Starting mid-February, China started to hoard copper like there's no tomorrow. China typically uses its stock of copper this time of year but instead it is building stock, all whilst the price of copper surges. So what’s going on?
Copper is the backbone of the clean energy transition. Millions of feet of copper wiring are needed to build the more complex grids that can handle electricity produced by renewable sources and balance out their intermittent supplies.
So it makes sense that China would want to tighten its grip on supplies. China’s strategic stockpiles help it to influence prices on global markets and protect against shortages for its domestic industry.

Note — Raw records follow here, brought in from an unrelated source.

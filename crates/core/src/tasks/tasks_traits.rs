use async_trait::async_trait;

use super::tasks_model::{NewTask, Task, TaskFilter, TaskStatus};
use crate::errors::Result;

#[async_trait]
pub trait TaskRepositoryTrait: Send + Sync {
    async fn get_by_id(&self, task_id: &str) -> Result<Task>;

    async fn create(&self, new_task: &NewTask) -> Result<Task>;

    async fn list(&self, filter: &TaskFilter) -> Result<Vec<Task>>;

    async fn update_status(&self, task_id: &str, status: TaskStatus) -> Result<Task>;
}

#[async_trait]
pub trait TaskServiceTrait: Send + Sync {
    async fn get_task(&self, task_id: &str) -> Result<Task>;

    async fn create_task(&self, new_task: NewTask) -> Result<Task>;

    async fn list_tasks(&self, filter: TaskFilter) -> Result<Vec<Task>>;

    async fn set_status(&self, task_id: &str, status: TaskStatus) -> Result<Task>;
}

But with similar stockpiling taking place in other commodities such as oil and iron ore, could China be preparing for a structural devaluation of its currency, stocking up on important commodities in advance? It would certainly spell good news for commodities across the board.
Although copper has rallied in recent months, there is a lot more left in the trade. Quite simply, there isn’t enough new investments in copper mines, which take many years – even decades – to build, which would explain BHP Group’s recent $39 billion takeover bit of Anglo American.
According to estimates, miners will need to spend more than $150 billion between 2025 and 2032 in order to fulfil the industry’s supply needs – so all roads point to an impending supply crunch. Indeed, Goldman Sachs expects demand to outstrip supply this year.
Happy days for BHP which is the world's second-largest copper producer.